/---
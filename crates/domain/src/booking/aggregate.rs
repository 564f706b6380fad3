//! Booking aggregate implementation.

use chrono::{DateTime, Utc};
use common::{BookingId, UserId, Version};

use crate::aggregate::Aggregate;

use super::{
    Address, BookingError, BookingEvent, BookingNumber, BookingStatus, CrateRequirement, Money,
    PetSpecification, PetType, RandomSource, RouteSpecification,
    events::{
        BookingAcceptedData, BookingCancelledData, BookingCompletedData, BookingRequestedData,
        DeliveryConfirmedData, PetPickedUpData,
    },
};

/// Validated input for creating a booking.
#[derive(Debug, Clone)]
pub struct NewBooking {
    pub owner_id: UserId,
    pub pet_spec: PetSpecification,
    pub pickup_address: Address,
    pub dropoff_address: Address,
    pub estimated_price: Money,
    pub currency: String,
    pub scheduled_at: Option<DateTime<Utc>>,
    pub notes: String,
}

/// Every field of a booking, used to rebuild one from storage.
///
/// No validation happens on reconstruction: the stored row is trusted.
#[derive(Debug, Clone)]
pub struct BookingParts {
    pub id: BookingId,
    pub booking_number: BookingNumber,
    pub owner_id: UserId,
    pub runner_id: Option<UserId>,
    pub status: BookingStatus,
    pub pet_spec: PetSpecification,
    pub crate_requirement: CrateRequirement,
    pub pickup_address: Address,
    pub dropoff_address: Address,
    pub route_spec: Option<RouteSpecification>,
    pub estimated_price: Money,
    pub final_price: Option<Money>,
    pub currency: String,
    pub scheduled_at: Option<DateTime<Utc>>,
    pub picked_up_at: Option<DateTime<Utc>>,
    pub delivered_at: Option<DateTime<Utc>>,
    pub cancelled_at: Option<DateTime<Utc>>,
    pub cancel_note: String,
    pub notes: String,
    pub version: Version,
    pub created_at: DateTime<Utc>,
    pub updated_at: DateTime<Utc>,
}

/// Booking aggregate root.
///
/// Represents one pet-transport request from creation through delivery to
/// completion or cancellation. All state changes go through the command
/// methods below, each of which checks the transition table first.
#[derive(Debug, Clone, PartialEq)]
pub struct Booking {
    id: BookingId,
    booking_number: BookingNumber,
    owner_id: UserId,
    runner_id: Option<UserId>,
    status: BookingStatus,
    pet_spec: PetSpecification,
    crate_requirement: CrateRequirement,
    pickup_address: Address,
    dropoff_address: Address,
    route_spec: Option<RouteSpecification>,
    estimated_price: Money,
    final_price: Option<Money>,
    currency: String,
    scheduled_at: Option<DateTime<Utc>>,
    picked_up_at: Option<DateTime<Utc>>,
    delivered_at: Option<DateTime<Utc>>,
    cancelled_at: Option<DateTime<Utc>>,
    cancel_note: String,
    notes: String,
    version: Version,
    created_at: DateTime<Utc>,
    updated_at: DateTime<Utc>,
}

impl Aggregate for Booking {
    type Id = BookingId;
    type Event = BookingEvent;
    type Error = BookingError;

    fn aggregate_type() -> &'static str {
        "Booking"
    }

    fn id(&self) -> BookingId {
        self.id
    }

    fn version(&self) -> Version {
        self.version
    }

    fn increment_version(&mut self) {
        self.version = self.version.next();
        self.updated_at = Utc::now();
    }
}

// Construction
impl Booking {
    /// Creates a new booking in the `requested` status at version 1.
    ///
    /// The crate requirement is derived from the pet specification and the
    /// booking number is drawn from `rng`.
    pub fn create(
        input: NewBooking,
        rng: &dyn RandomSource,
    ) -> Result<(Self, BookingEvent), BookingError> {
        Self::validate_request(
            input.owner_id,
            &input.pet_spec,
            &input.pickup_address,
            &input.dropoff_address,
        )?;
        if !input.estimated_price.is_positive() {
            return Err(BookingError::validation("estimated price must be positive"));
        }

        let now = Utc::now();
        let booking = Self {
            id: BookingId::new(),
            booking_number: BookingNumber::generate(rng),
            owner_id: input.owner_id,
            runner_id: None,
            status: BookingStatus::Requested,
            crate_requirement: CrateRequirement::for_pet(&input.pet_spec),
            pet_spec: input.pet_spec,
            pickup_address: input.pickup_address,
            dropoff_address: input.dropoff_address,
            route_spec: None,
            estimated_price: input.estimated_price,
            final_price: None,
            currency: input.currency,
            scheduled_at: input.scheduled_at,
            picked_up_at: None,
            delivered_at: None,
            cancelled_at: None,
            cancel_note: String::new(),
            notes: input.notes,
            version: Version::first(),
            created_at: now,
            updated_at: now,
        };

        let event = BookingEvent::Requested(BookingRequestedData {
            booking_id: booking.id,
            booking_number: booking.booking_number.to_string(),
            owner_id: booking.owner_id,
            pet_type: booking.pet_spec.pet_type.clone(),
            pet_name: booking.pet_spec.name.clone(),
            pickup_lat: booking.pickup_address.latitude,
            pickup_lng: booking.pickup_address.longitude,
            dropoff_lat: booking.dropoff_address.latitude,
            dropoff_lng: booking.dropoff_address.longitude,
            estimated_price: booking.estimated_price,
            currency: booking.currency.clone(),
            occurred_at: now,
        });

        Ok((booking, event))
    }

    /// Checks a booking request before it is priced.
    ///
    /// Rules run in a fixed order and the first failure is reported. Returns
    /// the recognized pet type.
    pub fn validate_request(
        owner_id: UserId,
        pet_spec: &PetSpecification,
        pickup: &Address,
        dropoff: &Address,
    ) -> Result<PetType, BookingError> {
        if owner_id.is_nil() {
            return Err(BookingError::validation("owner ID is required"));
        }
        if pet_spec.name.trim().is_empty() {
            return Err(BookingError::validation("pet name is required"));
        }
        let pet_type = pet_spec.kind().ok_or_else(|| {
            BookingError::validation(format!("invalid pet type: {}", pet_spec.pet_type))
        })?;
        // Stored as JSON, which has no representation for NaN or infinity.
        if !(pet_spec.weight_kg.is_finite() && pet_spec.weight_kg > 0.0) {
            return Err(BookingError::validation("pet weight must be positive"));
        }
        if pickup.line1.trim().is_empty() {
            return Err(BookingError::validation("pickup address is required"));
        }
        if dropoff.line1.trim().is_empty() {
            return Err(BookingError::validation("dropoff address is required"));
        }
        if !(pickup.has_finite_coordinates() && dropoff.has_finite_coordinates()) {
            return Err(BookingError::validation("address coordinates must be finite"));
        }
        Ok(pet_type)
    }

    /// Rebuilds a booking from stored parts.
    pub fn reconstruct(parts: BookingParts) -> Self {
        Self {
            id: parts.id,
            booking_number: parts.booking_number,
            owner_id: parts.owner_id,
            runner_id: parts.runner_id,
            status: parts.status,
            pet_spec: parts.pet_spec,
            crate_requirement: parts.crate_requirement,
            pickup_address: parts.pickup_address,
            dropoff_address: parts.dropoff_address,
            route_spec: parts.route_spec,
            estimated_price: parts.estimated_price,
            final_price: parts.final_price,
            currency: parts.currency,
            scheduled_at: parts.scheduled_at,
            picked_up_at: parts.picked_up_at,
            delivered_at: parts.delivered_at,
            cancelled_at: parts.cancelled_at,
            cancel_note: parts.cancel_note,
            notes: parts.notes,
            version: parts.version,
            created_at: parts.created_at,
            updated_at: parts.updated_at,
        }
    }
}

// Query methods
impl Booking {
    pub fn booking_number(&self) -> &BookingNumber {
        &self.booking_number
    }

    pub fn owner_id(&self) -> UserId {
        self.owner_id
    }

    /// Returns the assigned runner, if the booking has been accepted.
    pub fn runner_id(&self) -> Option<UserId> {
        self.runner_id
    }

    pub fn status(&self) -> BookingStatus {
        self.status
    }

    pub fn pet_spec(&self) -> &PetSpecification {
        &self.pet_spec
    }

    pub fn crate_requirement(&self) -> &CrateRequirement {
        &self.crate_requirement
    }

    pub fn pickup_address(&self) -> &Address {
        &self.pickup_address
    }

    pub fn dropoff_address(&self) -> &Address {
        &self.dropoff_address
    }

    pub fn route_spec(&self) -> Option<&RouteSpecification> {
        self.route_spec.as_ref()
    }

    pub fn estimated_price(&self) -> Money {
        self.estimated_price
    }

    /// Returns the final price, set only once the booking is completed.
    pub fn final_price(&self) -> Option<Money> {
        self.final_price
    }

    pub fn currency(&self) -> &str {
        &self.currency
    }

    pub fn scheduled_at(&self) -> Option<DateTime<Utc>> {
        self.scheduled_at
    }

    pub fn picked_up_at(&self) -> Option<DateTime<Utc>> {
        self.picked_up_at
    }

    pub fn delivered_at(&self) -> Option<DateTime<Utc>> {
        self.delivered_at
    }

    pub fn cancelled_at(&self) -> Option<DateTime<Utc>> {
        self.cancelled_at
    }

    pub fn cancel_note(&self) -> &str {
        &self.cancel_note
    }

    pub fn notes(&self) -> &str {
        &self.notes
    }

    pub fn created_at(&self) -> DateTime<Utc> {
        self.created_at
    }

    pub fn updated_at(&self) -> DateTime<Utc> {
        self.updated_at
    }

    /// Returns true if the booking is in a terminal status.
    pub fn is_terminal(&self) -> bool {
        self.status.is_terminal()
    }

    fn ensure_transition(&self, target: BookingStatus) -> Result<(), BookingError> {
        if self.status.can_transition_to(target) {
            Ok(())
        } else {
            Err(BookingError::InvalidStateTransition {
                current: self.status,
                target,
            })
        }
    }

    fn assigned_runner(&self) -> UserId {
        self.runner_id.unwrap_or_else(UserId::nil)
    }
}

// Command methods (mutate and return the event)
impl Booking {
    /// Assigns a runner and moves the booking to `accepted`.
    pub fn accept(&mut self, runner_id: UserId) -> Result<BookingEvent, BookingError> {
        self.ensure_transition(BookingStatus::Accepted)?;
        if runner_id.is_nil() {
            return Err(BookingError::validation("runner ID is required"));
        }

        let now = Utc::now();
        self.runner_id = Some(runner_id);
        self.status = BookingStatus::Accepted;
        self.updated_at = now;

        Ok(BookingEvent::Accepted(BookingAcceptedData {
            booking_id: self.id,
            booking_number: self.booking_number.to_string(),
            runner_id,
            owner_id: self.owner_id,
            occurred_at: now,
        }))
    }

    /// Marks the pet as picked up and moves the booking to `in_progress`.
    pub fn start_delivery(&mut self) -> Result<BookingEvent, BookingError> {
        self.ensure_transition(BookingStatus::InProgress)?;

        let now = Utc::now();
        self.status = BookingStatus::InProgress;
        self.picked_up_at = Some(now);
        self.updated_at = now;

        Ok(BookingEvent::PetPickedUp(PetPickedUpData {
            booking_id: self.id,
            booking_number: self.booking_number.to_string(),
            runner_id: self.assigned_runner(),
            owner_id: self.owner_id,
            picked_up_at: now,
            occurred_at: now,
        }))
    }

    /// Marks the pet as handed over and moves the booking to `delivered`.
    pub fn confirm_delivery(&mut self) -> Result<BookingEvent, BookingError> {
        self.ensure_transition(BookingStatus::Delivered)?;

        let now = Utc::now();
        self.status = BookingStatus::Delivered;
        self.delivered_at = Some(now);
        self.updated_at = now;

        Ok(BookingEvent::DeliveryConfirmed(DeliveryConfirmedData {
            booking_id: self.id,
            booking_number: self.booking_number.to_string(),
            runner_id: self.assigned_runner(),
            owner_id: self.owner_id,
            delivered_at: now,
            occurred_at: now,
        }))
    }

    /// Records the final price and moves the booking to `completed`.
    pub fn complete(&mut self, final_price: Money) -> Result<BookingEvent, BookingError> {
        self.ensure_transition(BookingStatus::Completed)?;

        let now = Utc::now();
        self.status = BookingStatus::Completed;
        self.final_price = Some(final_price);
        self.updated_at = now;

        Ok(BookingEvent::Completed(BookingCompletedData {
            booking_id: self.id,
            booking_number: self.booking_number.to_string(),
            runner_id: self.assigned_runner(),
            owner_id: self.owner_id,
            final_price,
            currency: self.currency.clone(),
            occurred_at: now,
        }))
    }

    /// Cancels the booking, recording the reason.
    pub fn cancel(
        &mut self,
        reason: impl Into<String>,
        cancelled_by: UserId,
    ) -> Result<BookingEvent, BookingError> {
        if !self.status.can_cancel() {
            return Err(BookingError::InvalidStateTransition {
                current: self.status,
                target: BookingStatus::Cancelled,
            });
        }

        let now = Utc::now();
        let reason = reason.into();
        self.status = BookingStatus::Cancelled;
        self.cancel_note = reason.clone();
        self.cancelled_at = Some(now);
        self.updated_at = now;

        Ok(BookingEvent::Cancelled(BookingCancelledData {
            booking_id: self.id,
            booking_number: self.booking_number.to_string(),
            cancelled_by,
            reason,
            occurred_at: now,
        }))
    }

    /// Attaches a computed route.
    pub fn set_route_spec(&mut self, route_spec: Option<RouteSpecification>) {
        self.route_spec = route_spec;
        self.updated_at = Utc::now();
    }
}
\---
• WHAT IS REQUIRED: Where a line of the records includes "BookingCancelledData", copy it.

• THE COMPLETED TASK:
        BookingAcceptedData, BookingCancelledData, BookingCompletedData, BookingRequestedData,
        Ok(BookingEvent::Cancelled(BookingCancelledData {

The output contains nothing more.